Their fleet includes several very old boats, two of them over a hundred years old.  The society runs several other events that include their Dogathon , a combination of sailing, rowing, swimming, running and cycling and when Winter is upon them and after the boats are laid up at the top of muddy creeks there is the annual Dogs Dinner, with invitations restricted (as their website states) to those who have either sailed with or slept with a dog !

The top left photo shows Neil Wilson’s 100 plus years old boat Thistle in the centre of the photograph, the other photo a few boats in spirited combat.


Gracious!  The rush hour has started  with sea traffic in both directions, the writer’s Pinky schooner, Running Tide heading one way, a small Footy sloop heading towards her.


The late John Spencer and Mark

Steve Walters with Yachting Federation boats

The Fun Fellows

A quartet of Fun Fellows

The late Ken Black with Odd Fellow

It sounds like a comedy group (the Fun Fellows) and indeed I personally often classify it as `sad comedy’, given the fact that my own Spencer (Island Spice) is possibly the only FF still sailing continues to give me much pleasure. John, the respected New Zealand yacht designer of Infidel which in the US became Ragtime, and Buccaneer (a line honours winner of the Sydney to Hobart ocean classic) and a host of successful craft among them the Cherubs and Javelins had retired and moved to Russell in the north of New Zealand’s North Island.  In 1994, three years after we had met and become close friends, and after his development of the `Fiji Magic’ model schooners, John decided to proceed with the idea of creating an even easier to rig model yacht and thus the Fun Fellow, a una-rigged with unstayed mast boat two inches in excess of a metre in length was born.

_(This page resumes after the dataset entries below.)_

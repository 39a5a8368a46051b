use bytes::Bytes;

use crate::error::{CodecError, Result};
use crate::wire::DEVICE_ID_LEN;

/// Identity material bound to one encode context.
///
/// Immutable for the lifetime of the context that owns it. The crypt key is
/// shared with the decoding peer out of band; the remaining fields ride in
/// every frame.
#[derive(Debug, Clone, PartialEq, Eq)]
pub struct DeviceIdentity {
    pub(crate) crypt_key: u8,
    pub(crate) entity_id: u8,
    pub(crate) device_id: [u8; DEVICE_ID_LEN],
    pub(crate) device_ip: u8,
}

impl DeviceIdentity {
    /// Build an identity from its raw parts.
    ///
    /// The device id must be exactly [`DEVICE_ID_LEN`] bytes; anything
    /// shorter or longer is rejected here, not at encode time.
    pub fn new(crypt_key: u8, entity_id: u8, device_id: &[u8], device_ip: u8) -> Result<Self> {
        if device_id.len() != DEVICE_ID_LEN {
            return Err(CodecError::InvalidIdentity {
                expected: DEVICE_ID_LEN,
                actual: device_id.len(),
            });
        }

        let mut id = [0u8; DEVICE_ID_LEN];
        id.copy_from_slice(device_id);

        Ok(Self {
            crypt_key,
            entity_id,
            device_id: id,
            device_ip,
        })
    }

    pub fn crypt_key(&self) -> u8 {
        self.crypt_key
    }

    pub fn entity_id(&self) -> u8 {
        self.entity_id
    }

    pub fn device_id(&self) -> &[u8; DEVICE_ID_LEN] {
        &self.device_id
    }

    /// Compact subnet-local identifier, not a full IPv4 address.
    pub fn device_ip(&self) -> u8 {
        self.device_ip
    }
}

/// Wall-clock stamp carried in every frame.
#[derive(Debug, Clone, Copy, Default, PartialEq, Eq)]
pub struct Timestamp {
    pub seconds: u32,
    pub millis: u16,
}

impl Timestamp {
    pub fn new(seconds: u32, millis: u16) -> Self {
        Self { seconds, millis }
    }

    /// Read the system clock as seconds-since-epoch plus a millisecond part.
    pub fn now() -> Self {
        let elapsed = std::time::SystemTime::now()
            .duration_since(std::time::UNIX_EPOCH)
            .unwrap_or_default();

        Self {
            seconds: elapsed.as_secs() as u32,
            millis: elapsed.subsec_millis() as u16,
        }
    }
}

/// Discriminator selecting what a frame's body carries.
#[derive(Debug, Clone, Copy, PartialEq, Eq)]
#[repr(u8)]
pub enum PayloadKind {
    /// A short command string.
    Command = 1,
    /// A source/data collection pair.
    Collect = 2,
}

impl PayloadKind {
    pub(crate) fn from_wire(value: u8) -> Option<Self> {
        match value {
            1 => Some(PayloadKind::Command),
            2 => Some(PayloadKind::Collect),
            _ => None,
        }
    }
}

/// Decoded frame body.
#[derive(Debug, Clone, PartialEq, Eq)]
pub enum Payload {
    Command { cmd: Bytes },
    Collect { source: Bytes, data: Bytes },
}

impl Payload {
    pub fn kind(&self) -> PayloadKind {
        match self {
            Payload::Command { .. } => PayloadKind::Command,
            Payload::Collect { .. } => PayloadKind::Collect,
        }
    }
}

/// Header fields shared by every frame, as unpacked on decode.
#[derive(Debug, Clone, Copy, Default, PartialEq, Eq)]
pub(crate) struct HeaderFields {
    pub entity_id: u8,
    pub device_ip: u8,
    pub device_id: [u8; DEVICE_ID_LEN],
    pub stamp: Timestamp,
}

/// A fully validated, unpacked frame.
#[derive(Debug, Clone, PartialEq, Eq)]
pub struct DecodedPacket {
    pub(crate) header: HeaderFields,
    pub(crate) payload: Payload,
}

impl DecodedPacket {
    pub fn entity_id(&self) -> u8 {
        self.header.entity_id
    }

    pub fn device_ip(&self) -> u8 {
        self.header.device_ip
    }

    pub fn device_id(&self) -> &[u8; DEVICE_ID_LEN] {
        &self.header.device_id
    }

    pub fn timestamp(&self) -> Timestamp {
        self.header.stamp
    }

    pub fn kind(&self) -> PayloadKind {
        self.payload.kind()
    }

    pub fn payload(&self) -> &Payload {
        &self.payload
    }
}

/// An encoded frame ready for transmission.
///
/// Opaque bytes, at most [`crate::wire::TRAN_MAX`] long. Hosts must treat
/// the contents as binary data, never text.
#[derive(Debug, Clone, PartialEq, Eq)]
pub struct TransmissionFrame {
    bytes: Bytes,
}

impl TransmissionFrame {
    pub(crate) fn from_bytes(bytes: Bytes) -> Self {
        Self { bytes }
    }

    pub fn len(&self) -> usize {
        self.bytes.len()
    }

    pub fn is_empty(&self) -> bool {
        self.bytes.is_empty()
    }

    pub fn as_bytes(&self) -> &[u8] {
        &self.bytes
    }

    pub fn into_bytes(self) -> Bytes {
        self.bytes
    }
}

impl AsRef<[u8]> for TransmissionFrame {
    fn as_ref(&self) -> &[u8] {
        self.as_bytes()
    }
}

/// Snapshot of the field values a context or packet currently holds.
///
/// `device_ip` and `entity_id` project as exactly one byte each.
#[derive(Debug, Clone, Copy, Default, PartialEq, Eq)]
pub struct Inspection {
    pub timestamp_seconds: u32,
    pub timestamp_millis: u16,
    pub device_ip: u8,
    pub entity_id: u8,
    pub device_id: [u8; DEVICE_ID_LEN],
}

/// Read-only projection of current field values, for diagnostics and tests.
///
/// Pure: inspecting twice without mutating the target yields identical
/// results.
pub trait Inspect {
    fn inspect(&self) -> Inspection;
}

impl Inspect for DecodedPacket {
    fn inspect(&self) -> Inspection {
        Inspection {
            timestamp_seconds: self.header.stamp.seconds,
            timestamp_millis: self.header.stamp.millis,
            device_ip: self.header.device_ip,
            entity_id: self.header.entity_id,
            device_id: self.header.device_id,
        }
    }
}

#[cfg(test)]
mod tests {
    use super::*;

    #[test]
    fn identity_requires_exact_device_id_length() {
        for bad_len in [0, DEVICE_ID_LEN - 1, DEVICE_ID_LEN + 1, 16] {
            let id = vec![0xAB; bad_len];
            let err = DeviceIdentity::new(0x01, 0x02, &id, 0x03).unwrap_err();
            assert!(matches!(
                err,
                CodecError::InvalidIdentity { expected, actual }
                    if expected == DEVICE_ID_LEN && actual == bad_len
            ));
        }

        let id = [0xAB; DEVICE_ID_LEN];
        assert!(DeviceIdentity::new(0x01, 0x02, &id, 0x03).is_ok());
    }

    #[test]
    fn payload_kind_wire_values() {
        assert_eq!(PayloadKind::from_wire(1), Some(PayloadKind::Command));
        assert_eq!(PayloadKind::from_wire(2), Some(PayloadKind::Collect));
        assert_eq!(PayloadKind::from_wire(0), None);
        assert_eq!(PayloadKind::from_wire(3), None);
        assert_eq!(PayloadKind::from_wire(0xFF), None);
    }

    #[test]
    fn system_clock_is_populated() {
        let stamp = Timestamp::now();
        assert!(stamp.seconds > 0);
        assert!(stamp.millis < 1000);
    }
}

Steve Walters produced some fiberglass hulls and the Yachting Federation purchased a quantity of the boats with the intent of establishing a few fleets of FF’s for training of youngsters in the skills of sailing. Unfortunately the plan was never a success, as (in my opinion) they failed to put the effort needed, and Walters (seen above with a quantity of the boats) who maintained the boats by arrangement for the YF is probably still most disappointed. You can add the late John and the writer to the list, There must be than 20 of these boats gathering dust somewhere, alternatively lying deep underground somewhere in a New Zealand landfill. (I well remember a couple of the boats became dancing partners one day at Onepoto lagoon in Auckland, one of them, mine, lived happily ever after!)

Richard Mayes in Queensland, Australia built his schooner Sea Hawk (top left) – a rendition of the real boat Borkumriff IV which was built in 2002. The model is plank on frame and highly detailed and a good boat in pretty well all conditions. Three channels are used. One for the rudder, one for the main foresail and staysail, the third for an overlapping jib.  The second photograph above shows good friend, Ken Impey of Falmouth, Cornwall, England with Thomas , just one of a quantity of beautiful sailing   models he has built over the years. Ken’s modeling activity has sadly slowed due to his impaired eyesight.

As I now digress and am just dilly-dallying on willy-nilly matters, I definitely feel a `poo-um coming on:

I must go down to the sea again, to the lonely sea and sky,
I left my socks and underpants there and I wonder if they’re dry!

Now hear me out you guys, go and buy a second-hand sailboat or consume the contents of a bottle of your favourite tipple and make a bottle boat, or cut a bit of plank and make a plank boat, even consider a model out of beer cans as they did with a bigger boat in Australia  that I read about on Duckworks! You could even build a simple free-sailing square rigged model such as the Preussen  built some years ago by George Surgent of Seaworthy Small Ships in Maryland, USA.

I have heard on a `wild breeze’ (hey that’s a nice name for a model yacht!) that there may be a `wind tax’ before long, a sort of `pay to breathe’ swindle by Governments worldwide, so get sailing now while the wind is still free! I hope that our Government includes all politicians who already spout enough wind to push the largest of aircraft carriers out to sea…and over the horizon!